Você olha para a tela e, que surpresa! Reconhece todos os personagens do filme - sua mãe, seu pai, seus irmãos e irmãs, seu amor, seus filhos, seus amigos. Então você vê o protagonista do filme e é você! Você é a estrela do espetáculo e essa é a sua história. E aquela pessoa na sua frente, bem, também é você, vendo você mesmo atuar no filme. É claro, o protagonista é apenas como você acredita que é, assim como acredita serem os coadjuvantes, porque, bom, você conhece sua própria história. Após um tempo, você fica um tanto impressionado com aquilo tudo e decide ir até outra sala.

Nessa sala também tem só uma pessoa assistindo e ela não percebe nem que você se sentou ao seu lado.
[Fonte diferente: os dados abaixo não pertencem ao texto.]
//! Proxy client for the remote spreadsheet automation endpoint.
//!
//! Every call is scoped to an optional resource id, bounded by a per-operation
//! timeout, and normalised into either a typed [`BackendResponse`] or a
//! [`BackendError`] with a coarse [`BackendErrorKind`].

pub mod client;
pub mod error;
pub mod operation;

pub use {
    client::{Backend, BackendTimeouts, HttpBackend},
    error::{BackendError, BackendErrorKind, Result},
    operation::{BackendResponse, Operation, OperationWeight, StatusReport},
};
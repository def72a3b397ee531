//! Pure conversation state machine: `(state, command) -> (action, next state)`.

use sheetbot_sessions::{PendingInput, UserSession};

use crate::command::Command;

/// Where a user is in the conversation.
#[derive(Debug, Clone, Copy, PartialEq, Eq, Default)]
pub enum ConversationState {
    #[default]
    Idle,
    AwaitingDate,
}

impl ConversationState {
    #[must_use]
    pub fn of(session: &UserSession) -> Self {
        match session.pending_input {
            Some(PendingInput::AwaitingDate) => Self::AwaitingDate,
            None => Self::Idle,
        }
    }

    #[must_use]
    pub fn pending_input(self) -> Option<PendingInput> {
        match self {
            Self::Idle => None,
            Self::AwaitingDate => Some(PendingInput::AwaitingDate),
        }
    }
}

/// Side effect the router performs for a turn.
#[derive(Debug, Clone, PartialEq, Eq)]
pub enum Action {
    Greet,
    FetchDate,
    SubmitDate(String),
    UpdateIntervals,
    FetchStatus,
    Clear,
    Select(String),
    Restart,
    /// Free text while a date was expected.
    RejectDate,
    /// Free text outside any prompt.
    Fallback,
}

impl Action {
    /// Whether the action talks to the backend.
    #[must_use]
    pub fn calls_backend(&self) -> bool {
        matches!(
            self,
            Self::FetchDate
                | Self::SubmitDate(_)
                | Self::UpdateIntervals
                | Self::FetchStatus
                | Self::Clear
        )
    }
}

#[derive(Debug, Clone, PartialEq, Eq)]
pub struct Transition {
    pub action: Action,
    /// State committed before the action runs.
    pub next: ConversationState,
    /// State to switch to once the action succeeds, if different from `next`.
    pub on_success: Option<ConversationState>,
}

impl Transition {
    fn to_idle(action: Action) -> Self {
        Self {
            action,
            next: ConversationState::Idle,
            on_success: None,
        }
    }
}

/// Every path leaves the user idle, except a successful date fetch, which
/// arms the date prompt.
#[must_use]
pub fn transition(state: ConversationState, command: Command) -> Transition {
    match (state, command) {
        (ConversationState::AwaitingDate, Command::SubmitDate(date)) => {
            Transition::to_idle(Action::SubmitDate(date))
        },
        (ConversationState::AwaitingDate, _) => Transition::to_idle(Action::RejectDate),
        (ConversationState::Idle, command) => match command {
            Command::Start => Transition::to_idle(Action::Greet),
            Command::ShowDate => Transition {
                action: Action::FetchDate,
                next: ConversationState::Idle,
                on_success: Some(ConversationState::AwaitingDate),
            },
            Command::UpdateIntervals => Transition::to_idle(Action::UpdateIntervals),
            Command::ShowStatus => Transition::to_idle(Action::FetchStatus),
            Command::ClearResource => Transition::to_idle(Action::Clear),
            Command::SelectResource(key) => Transition::to_idle(Action::Select(key)),
            Command::Restart => Transition::to_idle(Action::Restart),
            // Dates are only meaningful after a prompt.
            Command::SubmitDate(_) | Command::Unknown(_) => Transition::to_idle(Action::Fallback),
        },
    }
}
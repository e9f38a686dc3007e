//! Database connection management.
//!
//! The [`Database`] struct owns a [`rusqlite::Connection`]. A writable handle
//! always runs migrations before it is returned; read-only handles assume the
//! schema is already in place.

use std::path::{Path, PathBuf};
use std::time::Duration;

use rusqlite::{Connection, OpenFlags};

use crate::error::Result;
use crate::migrations;

/// How long a connection waits on a locked database before giving up.
const BUSY_TIMEOUT: Duration = Duration::from_secs(5);

/// Wrapper around a [`rusqlite::Connection`].
pub struct Database {
    conn: Connection,
}

impl Database {
    /// Open (or create) a database at an explicit path and bring its schema
    /// up to date.
    pub fn open_at(path: &Path) -> Result<Self> {
        if let Some(parent) = path.parent().filter(|p| !p.as_os_str().is_empty()) {
            std::fs::create_dir_all(parent)?;
        }

        let conn = Connection::open(path)?;

        // WAL lets readers on other connections see committed batches while
        // the writer keeps its handle open.
        conn.pragma_update(None, "journal_mode", "WAL")?;
        conn.pragma_update(None, "synchronous", "NORMAL")?;
        conn.busy_timeout(BUSY_TIMEOUT)?;

        migrations::run_migrations(&conn)?;

        tracing::debug!(path = %path.display(), "database opened");
        Ok(Self { conn })
    }

    /// Open a short-lived read-only connection to an existing database.
    pub fn open_read_only(path: &Path) -> Result<Self> {
        let conn = Connection::open_with_flags(
            path,
            OpenFlags::SQLITE_OPEN_READ_ONLY | OpenFlags::SQLITE_OPEN_NO_MUTEX,
        )?;
        conn.busy_timeout(BUSY_TIMEOUT)?;
        Ok(Self { conn })
    }

    /// Return a reference to the underlying `rusqlite::Connection`.
    pub fn conn(&self) -> &Connection {
        &self.conn
    }

    /// Return a mutable reference to the underlying connection.
    pub fn conn_mut(&mut self) -> &mut Connection {
        &mut self.conn
    }

    /// Return the filesystem path of the open database (if any).
    pub fn path(&self) -> Option<PathBuf> {
        self.conn.path().map(PathBuf::from)
    }
}

#[cfg(test)]
mod tests {
    use super::*;

    #[test]
    fn open_round_trip() {
        let dir = tempfile::tempdir().unwrap();
        let path = dir.path().join("nested").join("messages.db");

        let db = Database::open_at(&path).expect("should open");
        assert!(db.path().is_some());
        assert!(path.exists());

        let mode: String = db
            .conn()
            .pragma_query_value(None, "journal_mode", |row| row.get(0))
            .unwrap();
        assert_eq!(mode.to_lowercase(), "wal");
    }

    #[test]
    fn reopen_keeps_schema_version() {
        let dir = tempfile::tempdir().unwrap();
        let path = dir.path().join("messages.db");

        drop(Database::open_at(&path).unwrap());
        let db = Database::open_at(&path).unwrap();
        let version: u32 = db
            .conn()
            .pragma_query_value(None, "user_version", |row| row.get(0))
            .unwrap();
        assert_eq!(version, migrations::CURRENT_VERSION);
    }

    #[test]
    fn read_only_rejects_writes() {
        let dir = tempfile::tempdir().unwrap();
        let path = dir.path().join("messages.db");
        drop(Database::open_at(&path).unwrap());

        let reader = Database::open_read_only(&path).unwrap();
        let result = reader
            .conn()
            .execute("DELETE FROM messages", rusqlite::params![]);
        assert!(result.is_err());
    }

    #[test]
    fn read_only_missing_file_fails() {
        let dir = tempfile::tempdir().unwrap();
        assert!(Database::open_read_only(&dir.path().join("absent.db")).is_err());
    }
}
//! The message value producers hand to the storage engine.

use std::fmt;
use std::str::FromStr;
use std::time::{SystemTime, UNIX_EPOCH};

use serde::{Deserialize, Serialize};

use crate::crypto::NonceBytes;
use crate::error::MessageError;

/// Which way a captured message travelled.
#[derive(Debug, Clone, Copy, PartialEq, Eq, Hash, Serialize, Deserialize)]
pub enum Direction {
    #[serde(rename = "in")]
    Inbound,
    #[serde(rename = "out")]
    Outbound,
}

impl Direction {
    pub fn as_str(&self) -> &'static str {
        match self {
            Direction::Inbound => "in",
            Direction::Outbound => "out",
        }
    }
}

impl fmt::Display for Direction {
    fn fmt(&self, f: &mut fmt::Formatter<'_>) -> fmt::Result {
        f.write_str(self.as_str())
    }
}

impl FromStr for Direction {
    type Err = String;

    fn from_str(s: &str) -> Result<Self, Self::Err> {
        match s.trim().to_ascii_lowercase().as_str() {
            "in" | "inbound" | "incoming" => Ok(Direction::Inbound),
            "out" | "outbound" | "outgoing" => Ok(Direction::Outbound),
            other => Err(format!("unknown direction: {other}")),
        }
    }
}

/// Ciphertext and the nonce it was sealed with. They only travel together.
#[derive(Debug, Clone, PartialEq, Eq, Serialize, Deserialize)]
pub struct EncryptedPayload {
    pub nonce: NonceBytes,
    pub ciphertext: Vec<u8>,
}

/// A captured chat message.
///
/// `message_id` is the stable external identity; the store keeps at most one
/// row per id.
#[derive(Debug, Clone, PartialEq, Serialize, Deserialize)]
pub struct Message {
    pub message_id: String,
    /// Plaintext body. May be empty when only the encrypted form is kept.
    #[serde(default)]
    pub raw_data: String,
    pub direction: Direction,
    pub parent_chat_name: String,
    pub parent_chat_id: String,
    /// Capture time, seconds since the Unix epoch.
    pub system_hit_time: f64,
    #[serde(default, skip_serializing_if = "Option::is_none")]
    pub data_type: Option<String>,
    #[serde(default, skip_serializing_if = "Option::is_none")]
    pub encrypted_payload: Option<EncryptedPayload>,
}

impl Message {
    /// Build a message stamped with the current time.
    pub fn new(
        message_id: impl Into<String>,
        raw_data: impl Into<String>,
        direction: Direction,
        parent_chat_name: impl Into<String>,
        parent_chat_id: impl Into<String>,
    ) -> Self {
        Self {
            message_id: message_id.into(),
            raw_data: raw_data.into(),
            direction,
            parent_chat_name: parent_chat_name.into(),
            parent_chat_id: parent_chat_id.into(),
            system_hit_time: now_secs(),
            data_type: None,
            encrypted_payload: None,
        }
    }

    pub fn with_hit_time(mut self, system_hit_time: f64) -> Self {
        self.system_hit_time = system_hit_time;
        self
    }

    pub fn with_data_type(mut self, data_type: impl Into<String>) -> Self {
        self.data_type = Some(data_type.into());
        self
    }

    pub fn with_encrypted_payload(mut self, payload: EncryptedPayload) -> Self {
        self.encrypted_payload = Some(payload);
        self
    }

    /// Reject messages that cannot be stored.
    pub fn validate(&self) -> Result<(), MessageError> {
        if self.message_id.trim().is_empty() {
            return Err(MessageError::EmptyId);
        }
        if !self.system_hit_time.is_finite() || self.system_hit_time < 0.0 {
            return Err(MessageError::InvalidHitTime(self.system_hit_time));
        }
        Ok(())
    }
}

fn now_secs() -> f64 {
    SystemTime::now()
        .duration_since(UNIX_EPOCH)
        .map(|d| d.as_secs_f64())
        .unwrap_or_default()
}

#[cfg(test)]
mod tests {
    use super::*;

    fn sample() -> Message {
        Message::new("m1", "hello", Direction::Inbound, "Alice", "chat-1")
    }

    #[test]
    fn test_new_message_is_valid() {
        let msg = sample();
        assert!(msg.system_hit_time > 0.0);
        assert!(msg.validate().is_ok());
    }

    #[test]
    fn test_empty_id_rejected() {
        let mut msg = sample();
        msg.message_id = "   ".into();
        assert_eq!(msg.validate(), Err(MessageError::EmptyId));
    }

    #[test]
    fn test_bad_hit_time_rejected() {
        assert!(sample().with_hit_time(f64::NAN).validate().is_err());
        assert!(sample().with_hit_time(-1.0).validate().is_err());
        assert!(sample().with_hit_time(0.0).validate().is_ok());
    }

    #[test]
    fn test_direction_wire_format() {
        let json = serde_json::to_string(&sample()).unwrap();
        assert!(json.contains(r#""direction":"in""#));
        assert!(!json.contains("encrypted_payload"));

        assert_eq!("outgoing".parse::<Direction>().unwrap(), Direction::Outbound);
        assert!("sideways".parse::<Direction>().is_err());
    }

    #[test]
    fn test_deserialize_minimal_producer_json() {
        let json = r#"{
            "message_id": "abc",
            "direction": "out",
            "parent_chat_name": "Bob",
            "parent_chat_id": "42",
            "system_hit_time": 1700000000.5
        }"#;
        let msg: Message = serde_json::from_str(json).unwrap();
        assert_eq!(msg.raw_data, "");
        assert_eq!(msg.direction, Direction::Outbound);
        assert!(msg.encrypted_payload.is_none());
    }
}
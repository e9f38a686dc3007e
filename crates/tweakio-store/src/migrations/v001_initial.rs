//! v001 -- Initial schema creation.
//!
//! Creates the `messages` table and its lookup indexes.

use rusqlite::Connection;

/// SQL executed when upgrading from version 0 to version 1.
pub(crate) const UP_SQL: &str = r#"
CREATE TABLE IF NOT EXISTS messages (
    id                INTEGER PRIMARY KEY AUTOINCREMENT,
    message_id        TEXT UNIQUE NOT NULL,
    raw_data          TEXT,
    encrypted_message BLOB,
    encryption_nonce  BLOB,
    data_type         TEXT,
    direction         TEXT,                   -- 'in' | 'out'
    parent_chat_name  TEXT,
    parent_chat_id    TEXT,
    system_hit_time   REAL,                   -- seconds since the Unix epoch
    created_at        TIMESTAMP               -- RFC-3339
);

CREATE INDEX IF NOT EXISTS idx_message_id
    ON messages (message_id);

CREATE INDEX IF NOT EXISTS idx_chat_name_time
    ON messages (parent_chat_name, created_at);

CREATE INDEX IF NOT EXISTS idx_chat_id_time
    ON messages (parent_chat_id, created_at);
"#;

/// Apply the initial schema.
pub fn up(conn: &Connection) -> rusqlite::Result<()> {
    conn.execute_batch(UP_SQL)
}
Você começa a assistir também e reconhece todos os personagens, mas, dessa vez, você é apenas coadjuvante. Essa é a história de vida de sua mãe, e é ela quem está ali, completamente atenta ao filme. Aí você percebe que sua mãe não é a mesma pessoa que estava no seu filme. O jeito como ela se projeta é totalmente diferente no filme dela. Esse é o modo como sua mãe quer que todos a vejam. Você sabe que não é autêntico. Ela está atuando. Mas você começa a entender que é como ela se vê e fica um pouco chocado.

Então você percebe que o personagem que tem o seu rosto não é a mesma pessoa que estava no seu filme. Você diz a si mesmo: "Ah, esse não sou eu", mas agora você sabe como sua mãe te vê, no que ela acredita a seu respeito, e está longe da sua crença sobre você mesmo. Aparece o personagem do seu pai e o jeito como sua mãe o percebe, e não tem nada a ver com o jeito que você o vê. É completamente distorcido, assim como a percepção da sua mãe em relação aos outros personagens. Você vê o que sua mãe pensa a respeito de seu companheiro e fica até um pouco irritado: "Como ela ousa?!" Você se levanta e sai de lá.

Na sala ao lado está passando a história do seu amado. Agora você pode ver qual é a percepção dele a seu respeito e o personagem é absolutamente diverso daquele do seu filme ou do filme da sua mãe. Você percebe como ele vê seus filhos, sua família, seus amigos. Você vê como ele quer ser visto e não é a forma como você o vê, de jeito algum! Você sai do filme e vai assistir ao de seus filhos, como eles te veem, como veem o vovô, a vovó, e você mal pode acreditar. Aí você vê os de seus irmãos e irmãs, os filmes dos seus amigos, e você descobre que todo mundo distorce todos os personagens em seus filmes.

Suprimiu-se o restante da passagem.